Affects and emotions are approached not as individual states, but as relational social practices that produce belonging, difference, and exclusion in everyday life. Drawing on a completed (auto-)ethnographic research project in Austria, Baumann’s paper, “Affective orders of forced migration: (Auto-)Ethnographic insights into affective practices in the accommodation of young refugees in Austria,” shows how negative affects – discomfort, mistrust, fear, aversion, and disgust – operate as ordering forces that generate and stabilize institutional routines while normalising defensive reactions and racialised border logics. It asks how affective practices intertwine institutional, discursive, and colonial logics with mundane interactions in refugee accommodation.
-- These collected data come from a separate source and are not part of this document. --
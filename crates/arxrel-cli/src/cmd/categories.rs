//! Categories subcommand - print the built-in subject taxonomy

use anyhow::{Result, bail};
use comfy_table::{Cell, Color, Table, modifiers::UTF8_ROUND_CORNERS, presets::UTF8_FULL};

use arxrel_normalize::taxonomy;

pub fn run(area: &str) -> Result<()> {
    let Some(tax) = taxonomy::for_area(area) else {
        let known: Vec<&str> = taxonomy::areas().collect();
        bail!("no taxonomy for area {area:?} (known: {})", known.join(", "));
    };

    let mut table = Table::new();
    table
        .load_preset(UTF8_FULL)
        .apply_modifier(UTF8_ROUND_CORNERS)
        .set_header(vec![
            Cell::new("category_id").fg(Color::Cyan),
            Cell::new("category_name").fg(Color::Cyan),
        ]);
    for category in tax.categories {
        table.add_row(vec![
            Cell::new(format!("{}.{}", tax.area, category.code)).fg(Color::Green),
            Cell::new(category.name),
        ]);
    }

    eprintln!("\n{table}\n  {} categories in {}", tax.len(), tax.area);
    Ok(())
}
use thiserror::Error;

use super::{RequestError, TransportError};

/// Top-level error for all connector operations.
///
/// Only [`ConnectorError::Request`] carries a classified descriptor. The
/// `Transport` and `Decode` variants are failures the connector could not
/// classify and passes through as-is.
#[derive(Debug, Error)]
pub enum ConnectorError {
    /// A classified failure: transport, HTTP status, decoding or an error
    /// reported by the remote API.
    #[error(transparent)]
    Request(#[from] RequestError),

    /// An unclassified transport failure.
    #[error(transparent)]
    Transport(#[from] TransportError),

    /// An unclassified response decoding failure.
    #[error("failed to decode response: {0}")]
    Decode(#[source] serde_json::Error),

    /// The request object could not be serialized.
    #[error("failed to encode request: {0}")]
    Encode(#[source] serde_json::Error),
}

impl ConnectorError {
    /// Returns the classified descriptor, if this error carries one.
    pub fn request_error(&self) -> Option<&RequestError> {
        match self {
            Self::Request(err) => Some(err),
            _ => None,
        }
    }

    /// Returns the descriptor classification key, if this error carries one.
    pub fn kind(&self) -> Option<String> {
        self.request_error().map(RequestError::kind)
    }
}
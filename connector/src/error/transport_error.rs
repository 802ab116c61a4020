use thiserror::Error;

/// A failure reported by the transport layer.
///
/// Transports classify their own failures. [`TransportError::Unreachable`]
/// is normalized into the `fetch:failed` descriptor; anything else is passed
/// through untouched.
#[derive(Debug, Error)]
pub enum TransportError {
    /// The request never produced a response (connection refused, DNS
    /// failure, timeout, dropped connection).
    #[error("failed to fetch: {message}")]
    Unreachable {
        /// Human readable detail from the underlying client.
        message: String,
    },
    /// Any other transport failure.
    #[error("transport failure: {0}")]
    Other(#[source] Box<dyn std::error::Error + Send + Sync>),
}

impl TransportError {
    /// Creates an [`TransportError::Unreachable`] error.
    pub fn unreachable(message: impl Into<String>) -> Self {
        Self::Unreachable {
            message: message.into(),
        }
    }

    /// Wraps an arbitrary error as [`TransportError::Other`].
    pub fn other(err: impl Into<Box<dyn std::error::Error + Send + Sync>>) -> Self {
        Self::Other(err.into())
    }

    /// Returns `true` for failures of the "failed to fetch" class.
    pub fn is_unreachable(&self) -> bool {
        matches!(self, Self::Unreachable { .. })
    }
}

impl From<reqwest::Error> for TransportError {
    fn from(err: reqwest::Error) -> Self {
        if err.is_connect() || err.is_timeout() || err.is_request() {
            Self::unreachable(err.to_string())
        } else {
            Self::Other(Box::new(err))
        }
    }
}
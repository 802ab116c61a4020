//! reqwest-backed transport.

use std::time::Duration;

use super::{Transport, TransportRequest, TransportResponse};
use crate::error::{ConfigError, TransportError};

/// Builder for configuring an [`HttpTransport`].
#[derive(Debug, Default)]
pub struct HttpTransportBuilder {
    timeout: Option<Duration>,
}

impl HttpTransportBuilder {
    /// Sets a request timeout. Requests never time out by default.
    ///
    /// A request that times out is reported as
    /// [`TransportError::Unreachable`].
    pub fn timeout(mut self, timeout: Duration) -> Self {
        self.timeout = Some(timeout);
        self
    }

    /// Builds the [`HttpTransport`].
    ///
    /// ## Errors
    ///
    /// Returns an error if the HTTP client cannot be constructed.
    pub fn build(self) -> Result<HttpTransport, ConfigError> {
        let mut builder = reqwest::Client::builder().pool_max_idle_per_host(10);

        if let Some(timeout) = self.timeout {
            builder = builder.timeout(timeout);
        }

        let client = builder.build().map_err(ConfigError::HttpClient)?;

        Ok(HttpTransport { client })
    }
}

/// Default [`Transport`] built on a pooled `reqwest::Client`.
#[derive(Debug, Clone)]
pub struct HttpTransport {
    client: reqwest::Client,
}

impl HttpTransport {
    /// Creates a new builder.
    pub fn builder() -> HttpTransportBuilder {
        HttpTransportBuilder::default()
    }

    /// Creates a transport with default settings.
    ///
    /// ## Errors
    ///
    /// Returns an error if the HTTP client cannot be constructed.
    pub fn new() -> Result<Self, ConfigError> {
        Self::builder().build()
    }
}

impl Transport for HttpTransport {
    async fn send(&self, request: TransportRequest) -> Result<TransportResponse, TransportError> {
        let mut builder = self.client.post(request.url.as_str()).body(request.body);
        for (name, value) in request.headers {
            builder = builder.header(name, value);
        }

        let response = builder.send().await?;

        let status = response.status();
        let status_text = status
            .canonical_reason()
            .map(str::to_string)
            .unwrap_or_else(|| status.as_str().to_string());

        let body = response.bytes().await?;

        Ok(TransportResponse {
            status: status.as_u16(),
            status_text,
            body,
        })
    }
}
//! Request execution with tracing instrumentation.
//!
//! This module provides the [`Connector`] struct, which builds the wire
//! envelope for a request object, sends it through a [`Transport`],
//! classifies the outcome and follows `REDIRECT` instructions.

use std::fmt;
use std::sync::Arc;
use std::time::Duration;

use serde_json::Value;
use tracing::{debug, instrument, warn, Span};
use url::Url;

use crate::config::{self, MAX_REDIRECT_COUNT};
use crate::envelope::{RequestEnvelope, RequestObject};
use crate::error::{ConfigError, ConnectorError, RequestError, TransportError};
use crate::identity::Identity;
use crate::request_id::RequestIdGenerator;
use crate::response::{self, ResponseBody};
use crate::transport::{HttpTransport, Transport, TransportRequest};

/// Observer invoked with every failure produced by [`Connector::execute`].
pub type ErrorHandler = Arc<dyn Fn(&ConnectorError) + Send + Sync>;

const BATCH_ACTION: &str = "batch";

/// Per-call options for [`Connector::execute`].
#[derive(Debug, Clone, Copy, Default, PartialEq, Eq)]
pub struct RequestOptions {
    /// Return the body even when it carries a top-level `errors` field.
    ///
    /// Errors inside batch sub-results are still reported.
    pub ignore_errors: bool,
    /// Number of redirects already followed for this call.
    pub redirect_count: u32,
}

impl RequestOptions {
    /// Options that tolerate a top-level `errors` field.
    pub fn ignoring_errors() -> Self {
        Self {
            ignore_errors: true,
            ..Self::default()
        }
    }
}

/// Builder for configuring a [`Connector`].
pub struct ConnectorBuilder {
    base_url: String,
    timeout: Option<Duration>,
    request_prefix: Option<String>,
    max_redirects: u32,
    identity: Identity,
    error_handler: Option<ErrorHandler>,
}

impl ConnectorBuilder {
    fn new(base_url: String) -> Self {
        Self {
            base_url,
            timeout: None,
            request_prefix: None,
            max_redirects: MAX_REDIRECT_COUNT,
            identity: Identity::default(),
            error_handler: None,
        }
    }

    /// Sets a request timeout for the default HTTP transport.
    ///
    /// Ignored by [`build_with_transport`](Self::build_with_transport).
    pub fn timeout(mut self, timeout: Duration) -> Self {
        self.timeout = Some(timeout);
        self
    }

    /// Overrides the process-wide request-id prefix.
    pub fn request_prefix(mut self, prefix: impl Into<String>) -> Self {
        self.request_prefix = Some(prefix.into());
        self
    }

    /// Overrides the number of `REDIRECT` instructions followed per call.
    pub fn max_redirects(mut self, max_redirects: u32) -> Self {
        self.max_redirects = max_redirects;
        self
    }

    /// Sets the initial session token.
    pub fn session(mut self, session: impl Into<String>) -> Self {
        self.identity.session = Some(session.into());
        self
    }

    /// Sets the initial API key.
    pub fn api_key(mut self, api_key: impl Into<String>) -> Self {
        self.identity.api_key = Some(api_key.into());
        self
    }

    /// Sets the initial access policy tag.
    pub fn policy(mut self, policy: impl Into<String>) -> Self {
        self.identity.policy = Some(policy.into());
        self
    }

    /// Registers the error observer.
    pub fn on_error(mut self, handler: impl Fn(&ConnectorError) + Send + Sync + 'static) -> Self {
        self.error_handler = Some(Arc::new(handler));
        self
    }

    /// Builds a [`Connector`] backed by [`HttpTransport`].
    ///
    /// ## Errors
    ///
    /// Returns an error if the base URL is invalid or the HTTP client cannot
    /// be constructed.
    pub fn build(self) -> Result<Connector<HttpTransport>, ConfigError> {
        let mut transport = HttpTransport::builder();
        if let Some(timeout) = self.timeout {
            transport = transport.timeout(timeout);
        }
        let transport = transport.build()?;

        self.build_with_transport(transport)
    }

    /// Builds a [`Connector`] backed by a custom transport.
    ///
    /// ## Errors
    ///
    /// Returns an error if the base URL is invalid.
    pub fn build_with_transport<T: Transport>(self, transport: T) -> Result<Connector<T>, ConfigError> {
        Url::parse(&self.base_url).map_err(|source| ConfigError::InvalidBaseUrl {
            url: self.base_url.clone(),
            source,
        })?;

        let prefix = self
            .request_prefix
            .map(|p| config::resolve_request_prefix(Some(p)))
            .unwrap_or_else(|| config::request_prefix().to_string());

        Ok(Connector {
            transport,
            base_url: self.base_url,
            identity: self.identity,
            request_ids: RequestIdGenerator::new(prefix),
            max_redirects: self.max_redirects,
            error_handler: self.error_handler,
        })
    }
}

impl fmt::Debug for ConnectorBuilder {
    fn fmt(&self, f: &mut fmt::Formatter<'_>) -> fmt::Result {
        f.debug_struct("ConnectorBuilder")
            .field("base_url", &self.base_url)
            .field("timeout", &self.timeout)
            .field("request_prefix", &self.request_prefix)
            .field("max_redirects", &self.max_redirects)
            .field("has_error_handler", &self.error_handler.is_some())
            .finish_non_exhaustive()
    }
}

/// Async client for the API.
///
/// The connector owns the connection identity, turns request objects into
/// signed envelopes and interprets the responses. Failures are reported to
/// the optional error observer and then returned; `REDIRECT` instructions are
/// followed up to a fixed limit.
///
/// `execute` borrows the connector immutably, so one instance can serve
/// concurrent calls (wrap it in an `Arc`). Each call tracks its own redirect
/// target.
///
/// ## Examples
///
/// ```rust,ignore
/// use sendsay_connector::{Connector, RequestOptions};
/// use serde_json::json;
///
/// let mut connector = Connector::new("https://api.sendsay.ru/general/api/v100/json/account")?;
/// connector.set_session("alice:0123456789abcdef");
///
/// let request = json!({ "action": "pong" }).as_object().cloned().unwrap();
/// let body = connector.execute(&request, RequestOptions::default()).await?;
/// ```
pub struct Connector<T = HttpTransport> {
    transport: T,
    base_url: String,
    identity: Identity,
    request_ids: RequestIdGenerator,
    max_redirects: u32,
    error_handler: Option<ErrorHandler>,
}

impl Connector<HttpTransport> {
    /// Creates a new builder for configuring a connector.
    ///
    /// ## Arguments
    ///
    /// * `base_url` - The URL every request is posted to.
    pub fn builder(base_url: impl Into<String>) -> ConnectorBuilder {
        ConnectorBuilder::new(base_url.into())
    }

    /// Creates a connector with default settings.
    ///
    /// ## Errors
    ///
    /// Returns an error if the base URL is invalid or the HTTP client cannot
    /// be constructed.
    pub fn new(base_url: impl Into<String>) -> Result<Self, ConfigError> {
        Self::builder(base_url).build()
    }
}

impl<T: Transport> Connector<T> {
    /// Creates a connector with default settings and a custom transport.
    ///
    /// ## Errors
    ///
    /// Returns an error if the base URL is invalid.
    pub fn with_transport(base_url: impl Into<String>, transport: T) -> Result<Self, ConfigError> {
        ConnectorBuilder::new(base_url.into()).build_with_transport(transport)
    }

    /// Returns the base URL.
    pub fn base_url(&self) -> &str {
        &self.base_url
    }

    /// Returns the transport.
    pub fn transport(&self) -> &T {
        &self.transport
    }

    /// Returns the current connection identity.
    pub fn identity(&self) -> &Identity {
        &self.identity
    }

    /// Returns the session token, if set.
    pub fn session(&self) -> Option<&str> {
        self.identity.session.as_deref()
    }

    /// Returns the API key, if set.
    pub fn api_key(&self) -> Option<&str> {
        self.identity.api_key.as_deref()
    }

    /// Returns the access policy tag, if set.
    pub fn policy(&self) -> Option<&str> {
        self.identity.policy.as_deref()
    }

    /// Sets the session token. A session takes precedence over an API key.
    pub fn set_session(&mut self, session: impl Into<String>) {
        self.identity.session = Some(session.into());
    }

    /// Forgets the session token.
    pub fn clear_session(&mut self) {
        self.identity.session = None;
    }

    /// Sets the API key, used when no session is set.
    pub fn set_api_key(&mut self, api_key: impl Into<String>) {
        self.identity.api_key = Some(api_key.into());
    }

    /// Forgets the API key.
    pub fn clear_api_key(&mut self) {
        self.identity.api_key = None;
    }

    /// Sets the access policy tag sent as `lbac.policy`.
    pub fn set_policy(&mut self, policy: impl Into<String>) {
        self.identity.policy = Some(policy.into());
    }

    /// Forgets the access policy tag.
    pub fn clear_policy(&mut self) {
        self.identity.policy = None;
    }

    /// Registers the error observer, replacing any previous one.
    ///
    /// The observer is called synchronously, once per failed call, right
    /// before the error is returned. It cannot change the outcome.
    pub fn on_error(&mut self, handler: impl Fn(&ConnectorError) + Send + Sync + 'static) {
        self.error_handler = Some(Arc::new(handler));
    }

    /// Generates the next `request.id` for the current identity.
    pub fn next_request_id(&self) -> String {
        self.request_ids.next(self.identity.username())
    }

    /// Executes an API call and returns the decoded response body.
    ///
    /// The request object is augmented with the connection identity,
    /// wrapped in an envelope and posted to the base URL. A `REDIRECT` in a
    /// successful body re-issues the same envelope against
    /// `base_url + REDIRECT`, at most [`MAX_REDIRECT_COUNT`] times by default;
    /// past that limit the last body is returned as-is.
    ///
    /// ## Errors
    ///
    /// Returns [`ConnectorError::Request`] when:
    /// - The server could not be reached (`fetch:failed`)
    /// - The status is outside `[200, 300)` (the status text is the code)
    /// - The body is not valid JSON (`fetch:invalid_json`)
    /// - The body has an `errors` field and `ignore_errors` is unset
    /// - The request is a batch and a sub-result has an `errors` field
    ///
    /// Transport and decoder failures the connector cannot classify are
    /// returned as [`ConnectorError::Transport`] and
    /// [`ConnectorError::Decode`].
    #[instrument(
        name = "api_request",
        skip(self, request, options),
        fields(
            request.id = tracing::field::Empty,
            http.url = tracing::field::Empty,
            http.status_code = tracing::field::Empty,
            redirect_count = tracing::field::Empty,
            otel.kind = "client",
            otel.status_code = tracing::field::Empty,
        )
    )]
    pub async fn execute(
        &self,
        request: &RequestObject,
        options: RequestOptions,
    ) -> Result<Value, ConnectorError> {
        let request_id = self.next_request_id();
        Span::current().record("request.id", request_id.as_str());

        let envelope = RequestEnvelope::new(&self.identity.apply(request), request_id)?;
        let body = envelope.encode();

        let mut redirect: Option<String> = None;
        let mut redirect_count = options.redirect_count;

        loop {
            let url = match &redirect {
                Some(suffix) => format!("{}{suffix}", self.base_url),
                None => self.base_url.clone(),
            };
            Span::current().record("http.url", url.as_str());
            Span::current().record("redirect_count", redirect_count);

            let decoded = self
                .attempt(request, url, &body, options.ignore_errors)
                .await
                .map_err(|err| self.report(err))?;

            match decoded.redirect() {
                Some(target) if redirect_count < self.max_redirects => {
                    debug!(redirect = %target, redirect_count, "following redirect");
                    redirect = Some(target);
                    redirect_count += 1;
                }
                Some(target) => {
                    warn!(
                        redirect = %target,
                        redirect_count,
                        "redirect limit reached, returning last response"
                    );
                    Span::current().record("otel.status_code", "OK");
                    return Ok(decoded.into_value());
                }
                None => {
                    Span::current().record("otel.status_code", "OK");
                    return Ok(decoded.into_value());
                }
            }
        }
    }

    /// Sends one envelope and classifies the outcome.
    async fn attempt(
        &self,
        request: &RequestObject,
        url: String,
        body: &str,
        ignore_errors: bool,
    ) -> Result<ResponseBody, ConnectorError> {
        debug!(url = %url, "sending request");

        let reply = self
            .transport
            .send(TransportRequest::new(url, body))
            .await
            .map_err(classify_transport_error)?;

        Span::current().record("http.status_code", reply.status);

        if !reply.is_success() {
            return Err(RequestError::from_status(reply.status_text).into());
        }

        let decoded = response::decode(&reply.body)?;

        if !ignore_errors {
            if let Some(entry) = decoded.top_level_error() {
                return Err(application_error(&entry, request));
            }
        }

        if is_batch(request) {
            if let Some(entry) = decoded.first_batch_error() {
                return Err(application_error(&entry, request));
            }
        }

        Ok(decoded)
    }

    /// Hands a failure to the error observer and returns it.
    fn report(&self, err: ConnectorError) -> ConnectorError {
        Span::current().record("otel.status_code", "ERROR");
        debug!(error = %err, "request failed");

        if let Some(handler) = &self.error_handler {
            handler(&err);
        }

        err
    }
}

impl<T: fmt::Debug> fmt::Debug for Connector<T> {
    fn fmt(&self, f: &mut fmt::Formatter<'_>) -> fmt::Result {
        f.debug_struct("Connector")
            .field("transport", &self.transport)
            .field("base_url", &self.base_url)
            .field("identity", &self.identity)
            .field("request_ids", &self.request_ids)
            .field("max_redirects", &self.max_redirects)
            .field("has_error_handler", &self.error_handler.is_some())
            .finish()
    }
}

fn classify_transport_error(err: TransportError) -> ConnectorError {
    if err.is_unreachable() {
        RequestError::fetch_failed().into()
    } else {
        ConnectorError::Transport(err)
    }
}

fn application_error(entry: &response::ApiErrorEntry, request: &RequestObject) -> ConnectorError {
    RequestError::from(entry)
        .with_request(Value::Object(request.clone()))
        .into()
}

fn is_batch(request: &RequestObject) -> bool {
    request.get("action").and_then(Value::as_str) == Some(BATCH_ACTION)
}
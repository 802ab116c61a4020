//! The URL-encoded wire body.

use serde_json::{Map, Value};
use url::form_urlencoded;

use crate::config::API_VERSION;
use crate::error::ConnectorError;

/// A caller's API call: an arbitrary JSON object, usually with an `action`.
pub type RequestObject = Map<String, Value>;

/// The body of one transport attempt.
#[derive(Debug, Clone, PartialEq, Eq)]
pub struct RequestEnvelope {
    request_json: String,
    request_id: String,
}

impl RequestEnvelope {
    /// Serializes an (already augmented) request object.
    ///
    /// ## Errors
    ///
    /// Returns [`ConnectorError::Encode`] if the object cannot be serialized.
    pub fn new(request: &RequestObject, request_id: impl Into<String>) -> Result<Self, ConnectorError> {
        let request_json = serde_json::to_string(request).map_err(ConnectorError::Encode)?;

        Ok(Self {
            request_json,
            request_id: request_id.into(),
        })
    }

    /// Encodes the envelope as `application/x-www-form-urlencoded`.
    pub fn encode(&self) -> String {
        form_urlencoded::Serializer::new(String::new())
            .append_pair("apiversion", &API_VERSION.to_string())
            .append_pair("json", "1")
            .append_pair("request", &self.request_json)
            .append_pair("request.id", &self.request_id)
            .finish()
    }
}
//! Decoded response bodies.
//!
//! The API answers every call with a JSON object. Besides the call-specific
//! payload, three fields drive the connector's control flow:
//!
//! - `errors` - the call failed; the first entry describes why
//! - `result` - for batch calls, one sub-result per batched request, each of
//!   which may carry its own `errors`
//! - `REDIRECT` - the call must be re-issued against another path
//!
//! [`ResponseBody`] keeps the decoded value intact and answers presence
//! questions about these fields explicitly.

use serde_json::Value;

use crate::error::{ConnectorError, RequestError};

const ERRORS_FIELD: &str = "errors";
const RESULT_FIELD: &str = "result";
const REDIRECT_FIELD: &str = "REDIRECT";

/// One entry of an `errors` array.
#[derive(Debug, Clone, Default, PartialEq)]
pub struct ApiErrorEntry {
    /// Error identifier (`id`), e.g. `error/auth/failed`.
    pub id: Option<String>,
    /// Explanation (`explain`), either text or a structured object.
    pub explain: Option<Value>,
    /// Detailed error string (`error`).
    pub error: Option<String>,
}

impl ApiErrorEntry {
    /// Reads an entry leniently. Missing and falsy fields stay `None` and
    /// other non-string `id`/`error` values are rendered as JSON text.
    pub fn from_value(value: &Value) -> Self {
        Self {
            id: text_field(value, "id"),
            explain: value.get("explain").filter(|v| !is_falsy(v)).cloned(),
            error: text_field(value, "error"),
        }
    }

    /// Reads the first entry of an `errors` field.
    ///
    /// An empty or malformed `errors` field yields an empty entry: the
    /// presence of the field alone marks the call as failed.
    fn first_of(errors: &Value) -> Self {
        errors.get(0).map(Self::from_value).unwrap_or_default()
    }
}

fn text_field(value: &Value, key: &str) -> Option<String> {
    match value.get(key)? {
        v if is_falsy(v) => None,
        Value::String(text) => Some(text.clone()),
        other => Some(other.to_string()),
    }
}

/// `null`, `false`, zero and the empty string carry no information in error
/// entries.
pub(crate) fn is_falsy(value: &Value) -> bool {
    match value {
        Value::Null => true,
        Value::Bool(flag) => !flag,
        Value::Number(number) => number.as_f64() == Some(0.0),
        Value::String(text) => text.is_empty(),
        Value::Array(_) | Value::Object(_) => false,
    }
}

/// A decoded response body.
#[derive(Debug, Clone, PartialEq)]
pub struct ResponseBody {
    value: Value,
}

impl ResponseBody {
    /// Wraps an already decoded value.
    pub fn new(value: Value) -> Self {
        Self { value }
    }

    /// Returns the first top-level error when the body has an `errors` field.
    pub fn top_level_error(&self) -> Option<ApiErrorEntry> {
        self.value.get(ERRORS_FIELD).map(ApiErrorEntry::first_of)
    }

    /// Returns the first error of the first sub-result that has an `errors`
    /// field, when `result` is an array.
    pub fn first_batch_error(&self) -> Option<ApiErrorEntry> {
        self.value
            .get(RESULT_FIELD)?
            .as_array()?
            .iter()
            .find_map(|sub_result| sub_result.get(ERRORS_FIELD))
            .map(ApiErrorEntry::first_of)
    }

    /// Returns the redirect target when the body has a `REDIRECT` field.
    pub fn redirect(&self) -> Option<String> {
        match self.value.get(REDIRECT_FIELD)? {
            Value::String(target) => Some(target.clone()),
            other => Some(other.to_string()),
        }
    }

    /// Borrows the decoded value.
    pub fn as_value(&self) -> &Value {
        &self.value
    }

    /// Returns the decoded value unchanged.
    pub fn into_value(self) -> Value {
        self.value
    }
}

/// Decodes a raw response body.
///
/// ## Errors
///
/// - Malformed or truncated JSON becomes the `fetch:invalid_json` descriptor
/// - Any other decoder failure is passed through as [`ConnectorError::Decode`]
pub fn decode(body: &[u8]) -> Result<ResponseBody, ConnectorError> {
    match serde_json::from_slice::<Value>(body) {
        Ok(value) => Ok(ResponseBody::new(value)),
        Err(err) if err.is_syntax() || err.is_eof() => Err(RequestError::invalid_json().into()),
        Err(err) => Err(ConnectorError::Decode(err)),
    }
}
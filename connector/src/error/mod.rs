//! Layered error types for the connector.
//!
//! The error hierarchy separates classified failures from pass-through ones:
//! - [`ConnectorError`] - Top-level error type returned by every operation
//! - [`RequestError`] - Classified failure descriptor (the value callers match on)
//! - [`TransportError`] - Typed failures reported by a [`Transport`](crate::Transport)
//! - [`ConfigError`] - Connector construction errors

mod config_error;
mod connector_error;
mod request_error;
mod transport_error;

pub use config_error::ConfigError;
pub use connector_error::ConnectorError;
pub use request_error::{Reason, RequestError};
pub use transport_error::TransportError;
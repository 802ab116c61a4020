use thiserror::Error;

/// Errors raised while building a [`Connector`](crate::Connector).
#[derive(Debug, Error)]
pub enum ConfigError {
    /// The base URL could not be parsed.
    #[error("invalid base URL '{url}': {source}")]
    InvalidBaseUrl {
        /// The rejected URL.
        url: String,
        /// The underlying parse failure.
        #[source]
        source: url::ParseError,
    },
    /// The HTTP client backing the default transport could not be built.
    #[error("failed to build HTTP client: {0}")]
    HttpClient(#[source] reqwest::Error),
}
//! HTTP layer
//!
//! Axum server with:
//! - CORS (localhost only by default)
//! - Request tracing
//! - Graceful shutdown
//! - JSON error responses

pub mod error;
pub mod routes;
pub mod server;

pub use error::ApiError;
pub use server::{build_router, run_server, AppState};
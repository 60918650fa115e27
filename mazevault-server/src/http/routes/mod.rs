//! Route handlers organized by resource

pub mod generate;
pub mod health;
pub mod mazes;
pub mod view;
Methodologically, the presentation will demonstrate how combining (auto-)ethnography with psychoanalytic analysis can make accessible what is latent, hard to articulate, and repressed. By examining the researcher’s own affective discomfort (countertransference), Baumann argues that acknowledging one’s affective entanglement in racist conditions is not a methodological problem but an epistemic resource. The presentation will conclude with implications for reflexive professionalisation and pedagogical practice in migration societies.
This lecture is part of Dr. Markus Hallensleben’s cross-listed GMST_V 229/347 and GERN_V 347 courses, in cooperation with UBC’s CMS Narratives Research Group. This event is co-sponsored by the Centre for European Studies.
About the Speaker
Lukas Baumann is currently a VIRS in the Department of Central, Eastern and Northern European Studies and a fellow at UBC’s Centre for European Studies. He is a social scientist with a strong interest in psychoanalytic approaches, affect theory and ethnography. He studied sociology, philosophy, social anthropology and social economics in Mainz, Vienna, and Istanbul, and has worked in a wide range of professional settings – including as a social worker supporting refugees, an education manager and a research associate.
In his role as a Senior Scientist at the University of Klagenfurt in Austria, he is completing a PhD on affective practices in refugee accommodations.